Slivers of bone in caves hundreds of kilometres apart have helped scientists understand when our ancestors and Neanderthals interbred.
Two studies published today, which together cover the past 50,000 years of human evolution, suggest Neanderthal DNA was already well and truly within our species' gene pool by around 42,000 years ago.
Previously, scientists — using single ancient samples or genomes from people alive today — could only estimate when this interbreeding or "admixture" took place, Manjusha Chintalapati, an Ancestry DNA bioinformaticist and a study co-author, said in a release.
"Nobody had tried to model all of the ancient samples together. This allowed us to build a more complete picture of the past."
Archaeologists had already ascertained that Neanderthals (Homo neanderthalensis) showed up in Europe at least 400,000 years ago, and were joined by modern humans (Homo sapiens) about 50,000 years ago.
The two species overlapped for only a few thousand years before the Neanderthals died out about 40,000 years ago.
Before Neanderthals disappeared, they bred with early modern humans, the signs of which can be seen in present-day DNA.
About 2 per cent of the genetic blueprint, or genome, of non-African people living today came from Neanderthals.
But when did this interbreeding happen? Did the two groups mate throughout their shared history?

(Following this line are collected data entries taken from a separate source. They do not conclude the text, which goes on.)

use serde::{Deserialize, Serialize};
use std::path::{Path, PathBuf};
use tokio::sync::Mutex;

const HISTORY_LIMIT: usize = 50;

#[derive(Debug, Clone, Serialize, Deserialize)]
pub struct HistoryEntry {
    pub id: String,
    pub created_at: String,
    pub name: Option<String>,
    pub dream_type: String,
    pub input: serde_json::Value,
    pub output: serde_json::Value,
}

pub struct HistoryStore {
    path: PathBuf,
    entries: Mutex<Vec<HistoryEntry>>,
}

impl HistoryStore {
    pub async fn load(path: PathBuf) -> Result<Self, String> {
        let entries = if path.exists() {
            let data = tokio::fs::read_to_string(&path)
                .await
                .map_err(|err| format!("failed to read history: {}", err))?;
            if data.trim().is_empty() {
                Vec::new()
            } else {
                serde_json::from_str(&data)
                    .map_err(|err| format!("failed to parse history: {}", err))?
            }
        } else {
            Vec::new()
        };

        Ok(Self {
            path,
            entries: Mutex::new(entries),
        })
    }

    pub async fn list(&self) -> Vec<HistoryEntry> {
        let guard = self.entries.lock().await;
        guard.clone()
    }

    pub async fn get(&self, entry_id: &str) -> Option<HistoryEntry> {
        let guard = self.entries.lock().await;
        guard.iter().find(|entry| entry.id == entry_id).cloned()
    }

    pub async fn add(&self, entry: HistoryEntry) -> Result<HistoryEntry, String> {
        let mut guard = self.entries.lock().await;
        guard.insert(0, entry.clone());
        if guard.len() > HISTORY_LIMIT {
            guard.truncate(HISTORY_LIMIT);
        }
        self.persist(&guard).await?;
        Ok(entry)
    }

    pub async fn delete(&self, entry_id: &str) -> Result<bool, String> {
        let mut guard = self.entries.lock().await;
        let before = guard.len();
        guard.retain(|entry| entry.id != entry_id);
        let removed = guard.len() != before;
        if removed {
            self.persist(&guard).await?;
        }
        Ok(removed)
    }

    async fn persist(&self, entries: &[HistoryEntry]) -> Result<(), String> {
        if let Some(parent) = self.path.parent() {
            ensure_dir(parent).await?;
        }
        let payload = serde_json::to_string_pretty(entries)
            .map_err(|err| format!("failed to serialize history: {}", err))?;
        let tmp_path = self.path.with_extension("json.tmp");
        tokio::fs::write(&tmp_path, payload)
            .await
            .map_err(|err| format!("failed to write history: {}", err))?;
        tokio::fs::rename(&tmp_path, &self.path)
            .await
            .map_err(|err| format!("failed to finalize history: {}", err))?;
        Ok(())
    }
}

async fn ensure_dir(path: &Path) -> Result<(), String> {
    if path.exists() {
        return Ok(());
    }
    tokio::fs::create_dir_all(path)
        .await
        .map_err(|err| format!("failed to create history dir: {}", err))
}
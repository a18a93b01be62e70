use crate::DreamType;

#[derive(Debug, Clone, Copy, PartialEq, Eq)]
pub enum QuestionKind {
    Choice,
    Text,
}

#[derive(Debug, Clone, Copy)]
pub struct AnswerOption {
    pub id: &'static str,
    pub label: &'static str,
    pub awards: &'static [(DreamType, f64)],
}

#[derive(Debug, Clone, Copy)]
pub struct Question {
    pub id: u32,
    pub kind: QuestionKind,
    pub prompt: &'static str,
    pub options: &'static [AnswerOption],
}

/// The fixed quiz: eight scored choice questions and two free-text
/// questions. Text answers never contribute points.
pub const QUESTION_BANK: &[Question] = &[
    Question {
        id: 1,
        kind: QuestionKind::Choice,
        prompt: "When you wake from a vivid dream, what lingers?",
        options: &[
            AnswerOption {
                id: "a",
                label: "The urge to chase it right now",
                awards: &[(DreamType::Phoenix, 2.0)],
            },
            AnswerOption {
                id: "b",
                label: "A detail everyone else would miss",
                awards: &[(DreamType::Deer, 1.0), (DreamType::Kitsune, 1.0)],
            },
            AnswerOption {
                id: "c",
                label: "A map of a place that doesn't exist",
                awards: &[(DreamType::Pegasus, 2.0)],
            },
            AnswerOption {
                id: "d",
                label: "Nothing — I'm already back asleep",
                awards: &[(DreamType::Turtle, 1.0), (DreamType::Elephant, 1.0)],
            },
        ],
    },
    Question {
        id: 2,
        kind: QuestionKind::Choice,
        prompt: "Your dream project gets funded tomorrow. First move?",
        options: &[
            AnswerOption {
                id: "a",
                label: "Call the whole crew together",
                awards: &[(DreamType::Wolf, 2.0)],
            },
            AnswerOption {
                id: "b",
                label: "Draft the ten-year plan",
                awards: &[(DreamType::Dragon, 2.0)],
            },
            AnswerOption {
                id: "c",
                label: "Start over from zero, but louder",
                awards: &[(DreamType::Phoenix, 2.0)],
            },
            AnswerOption {
                id: "d",
                label: "Quietly pour the foundation first",
                awards: &[(DreamType::Elephant, 1.0), (DreamType::Turtle, 1.0)],
            },
        ],
    },
    Question {
        id: 3,
        kind: QuestionKind::Choice,
        prompt: "Pick a nighttime landscape.",
        options: &[
            AnswerOption {
                id: "a",
                label: "A moonlit open ocean",
                awards: &[(DreamType::Shark, 2.0)],
            },
            AnswerOption {
                id: "b",
                label: "A bamboo grove in the rain",
                awards: &[(DreamType::Deer, 2.0)],
            },
            AnswerOption {
                id: "c",
                label: "A volcano glowing on the horizon",
                awards: &[(DreamType::Phoenix, 2.0)],
            },
        ],
    },
    Question {
        id: 4,
        kind: QuestionKind::Choice,
        prompt: "How do you handle a rival?",
        options: &[
            AnswerOption {
                id: "a",
                label: "Outlast them",
                awards: &[(DreamType::Turtle, 2.0)],
            },
            AnswerOption {
                id: "b",
                label: "Outsmart them",
                awards: &[(DreamType::Kitsune, 2.0)],
            },
            AnswerOption {
                id: "c",
                label: "Outshine them",
                awards: &[(DreamType::Phoenix, 2.0)],
            },
            AnswerOption {
                id: "d",
                label: "Invite them into the pack",
                awards: &[(DreamType::Wolf, 1.0), (DreamType::Elephant, 1.0)],
            },
        ],
    },
    Question {
        id: 5,
        kind: QuestionKind::Choice,
        prompt: "Which compliment lands deepest?",
        options: &[
            AnswerOption {
                id: "a",
                label: "You never gave up",
                awards: &[(DreamType::Phoenix, 2.0)],
            },
            AnswerOption {
                id: "b",
                label: "You saw it coming",
                awards: &[(DreamType::Shark, 1.0), (DreamType::Deer, 1.0)],
            },
            AnswerOption {
                id: "c",
                label: "You built this for all of us",
                awards: &[(DreamType::Elephant, 2.0)],
            },
            AnswerOption {
                id: "d",
                label: "You made it look effortless",
                awards: &[(DreamType::Pegasus, 1.0), (DreamType::Kitsune, 1.0)],
            },
        ],
    },
    Question {
        id: 6,
        kind: QuestionKind::Choice,
        prompt: "Your ideal morning after a big win?",
        options: &[
            AnswerOption {
                id: "a",
                label: "Already chasing the next summit",
                awards: &[(DreamType::Phoenix, 2.0)],
            },
            AnswerOption {
                id: "b",
                label: "A long breakfast with everyone who helped",
                awards: &[(DreamType::Wolf, 1.0), (DreamType::Elephant, 1.0)],
            },
            AnswerOption {
                id: "c",
                label: "A solitary walk to let it sink in",
                awards: &[(DreamType::Deer, 1.0), (DreamType::Turtle, 1.0)],
            },
        ],
    },
    Question {
        id: 7,
        kind: QuestionKind::Choice,
        prompt: "A locked door stands between you and the dream.",
        options: &[
            AnswerOption {
                id: "a",
                label: "Find the keyholder and charm them",
                awards: &[(DreamType::Kitsune, 2.0)],
            },
            AnswerOption {
                id: "b",
                label: "Burn it down",
                awards: &[(DreamType::Phoenix, 2.0)],
            },
            AnswerOption {
                id: "c",
                label: "Fly over the wall instead",
                awards: &[(DreamType::Pegasus, 2.0)],
            },
            AnswerOption {
                id: "d",
                label: "Wait. Doors always open eventually",
                awards: &[(DreamType::Turtle, 2.0)],
            },
        ],
    },
    Question {
        id: 8,
        kind: QuestionKind::Choice,
        prompt: "What should be written on your banner?",
        options: &[
            AnswerOption {
                id: "a",
                label: "Again, from the ashes",
                awards: &[(DreamType::Phoenix, 2.0)],
            },
            AnswerOption {
                id: "b",
                label: "Further than the horizon",
                awards: &[(DreamType::Pegasus, 1.0), (DreamType::Dragon, 1.0)],
            },
            AnswerOption {
                id: "c",
                label: "Steady as stone",
                awards: &[(DreamType::Elephant, 1.0), (DreamType::Turtle, 1.0)],
            },
        ],
    },
    Question {
        id: 9,
        kind: QuestionKind::Text,
        prompt: "Describe the dream you remember most clearly.",
        options: &[],
    },
    Question {
        id: 10,
        kind: QuestionKind::Text,
        prompt: "If one dream had to come true this year, what would it be?",
        options: &[],
    },
];

pub fn find_question(question_id: u32) -> Option<&'static Question> {
    QUESTION_BANK.iter().find(|question| question.id == question_id)
}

Or was their rendezvous cut short?
Reconstructing this history is difficult, according to Bastien Llamas, an ancient DNA researcher at the University of Adelaide who was not involved with either study.
"There's debate about how many times these [breeding] events happened," he said.
"It could have been just one time and that's it, or it could have been an extended period … or it could have been several distinct events separated by generations."
To better pinpoint when early members of our species started breeding with Neanderthals, one of the new studies, which was published in Science, took a long view of evolution.
The researchers, from Germany, the UK and the US, analysed more than 300 modern human genomes spanning the past 50,000 years, and calculated when and where Neanderthal DNA started showing up in the timeline.
They found that the period of interbreeding began around 50,000 years ago and lasted around 7,000 years.
"It is super exciting that we can look into the past and reconstruct a timeline of what our ancestors were doing 50,000 years ago with such resolution," one of the researchers, Priya Moorjani from the University of California, Berkeley, said.
"[It] is quite incredible."
Thousands of years later, humans have retained some of these Neanderthal genes — they've not been bred out — which suggests they must be beneficial to us, Dr Llamas said.
The study found Neanderthal genes related to skin pigmentation, metabolism and immunity that were advantageous to Homo sapiens.
A familial connection
A second study, led by German researchers and published in Nature, painted a picture of ancient familial ties using some of the oldest modern human genomes sequenced to date.
The team looked specifically at the remains of a family found in the Ilsenhöhle cave in Ranis, Germany, and the bones of a woman found about two days' walk away in the Konepruské cave in Zlatý kun, Czechia (also known as the Czech Republic).
[map]New DNA analysis on a handful of bone fragments from the German cave found they belonged to six modern humans who lived between 42,000 and 49,500 years ago. They included a mother and daughter, with four other biological relatives.
The researchers then compared the Ranis genomes with that from the skull of the Zlatý kun woman, who lived around 43,000 years ago.
"To our surprise, we discovered a fifth- or sixth-degree genetic relationship between Zlatý kun and two individuals from Ranis," Arev Sümer, lead author of the study and anthropologist at the Max Planck Institute in Germany, said in a press release.
"This means that Zlatý kun was genetically part of the extended family of Ranis."
The Ranis and Zlatý kun individuals are the oldest high-quality Homo sapiens genomes so far sequenced.
They likely had dark skin, dark hair and brown eyes, which the team says suggest the group had only left Africa within the last few generations.
They also had Neanderthal ancestry. The team dated that particular "breeding event" to around 80 generations earlier, approximately 45,000 to 49,000 years ago.
According to Dr Llamas, there's still more to understand about how Neanderthal genes affect us in the 21st century.
"It's been quite a few years since we identified that we have Neanderthal DNA in our genomes, but we're still trying to understand the process and consequences for the modern day," Dr Llamas said.
"It is important to understand why and how it happened, as it has an impact in modern day people, in health and disease."